Maar de sjoel trok wel degelijk partij. Toen ik, in 1926, trouwde met Jette Blog (God hebbe haar ziel) sprak rabbijn Akiba Frank, die het huwelijk inzegende, een derasha uit, boordevol met steken onder water, openlijk-vijandige uitvallen en duizenderlei kleine rancunes tegen de socialisten. De familie grinnikte oprecht.
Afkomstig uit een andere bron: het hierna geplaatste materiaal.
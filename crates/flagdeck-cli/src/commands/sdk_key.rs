use clap::ArgMatches;
use flagdeck_api_models::SdkKeys;
use serde::Serialize;

use super::{args, json_option, or_dash, print_list};
use crate::api::ApiClient;
use crate::cancel::Cancellation;
use crate::context::ExecutionContext;
use crate::error::CliResult;
use crate::tree::{Affinity, CommandDescriptor, HandlerFuture, OptionSpec};

const CONFIG_ID_ARG: &str = "config-id";
const ENVIRONMENT_ID_ARG: &str = "environment-id";

#[derive(Debug, Serialize)]
#[serde(rename_all = "camelCase")]
struct KeyRow {
    config_id: String,
    config_name: String,
    environment_id: String,
    environment_name: String,
    keys: SdkKeys,
}

pub(crate) fn descriptor() -> CommandDescriptor {
    CommandDescriptor::new(
        "sdk-key",
        "List SDK keys per config and environment",
        Affinity::ChildOf(&[]),
    )
    .alias("k")
    .option(OptionSpec::value(CONFIG_ID_ARG, "Only show keys of this config").short('c'))
    .option(OptionSpec::value(ENVIRONMENT_ID_ARG, "Only show keys of this environment").short('e'))
    .option(json_option())
    .handler(run)
}

fn run<'a>(
    args: &'a ArgMatches,
    ctx: &'a ExecutionContext,
    cancel: &'a Cancellation,
) -> HandlerFuture<'a> {
    Box::pin(async move {
        let client = ApiClient::new(ctx, cancel)?;
        let rows = collect(&client, args).await?;
        print_list(
            args,
            ctx,
            &rows,
            &["CONFIG", "ENVIRONMENT", "PRIMARY", "SECONDARY"],
            |row: &KeyRow| {
                vec![
                    row.config_name.clone(),
                    row.environment_name.clone(),
                    row.keys.primary.clone(),
                    or_dash(row.keys.secondary.as_deref()),
                ]
            },
        )
    })
}

async fn collect(client: &ApiClient<'_>, args: &ArgMatches) -> CliResult<Vec<KeyRow>> {
    let config_filter = args::optional(args, CONFIG_ID_ARG);
    let environment_filter = args::optional(args, ENVIRONMENT_ID_ARG);

    if let (Some(config_id), Some(environment_id)) = (config_filter, environment_filter) {
        let keys = client.sdk_keys(config_id, environment_id).await?;
        return Ok(vec![KeyRow {
            config_id: config_id.to_string(),
            config_name: config_id.to_string(),
            environment_id: environment_id.to_string(),
            environment_name: environment_id.to_string(),
            keys,
        }]);
    }

    let mut rows = Vec::new();
    for product in client.list_products().await? {
        let configs = client.list_configs(&product.product_id).await?;
        let environments = client.list_environments(&product.product_id).await?;
        for config in &configs {
            if config_filter.is_some_and(|id| id != config.config_id) {
                continue;
            }
            for environment in &environments {
                if environment_filter.is_some_and(|id| id != environment.environment_id) {
                    continue;
                }
                let keys = client
                    .sdk_keys(&config.config_id, &environment.environment_id)
                    .await?;
                rows.push(KeyRow {
                    config_id: config.config_id.clone(),
                    config_name: config.name.clone(),
                    environment_id: environment.environment_id.clone(),
                    environment_name: environment.name.clone(),
                    keys,
                });
            }
        }
    }
    Ok(rows)
}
Ik verwekte een niet geringe opwinding onder de misjpoge, toen ik tijdens deze preek hardop mijmerde:
'Als je hier mocht debatteren, veegde ik de vloer met 'm aan.' Rabbijn Akiba slaagde er volkomen in mij voor de zoveelste maal ervan te overtuigen, dat ik tot een andere wereld behoorde.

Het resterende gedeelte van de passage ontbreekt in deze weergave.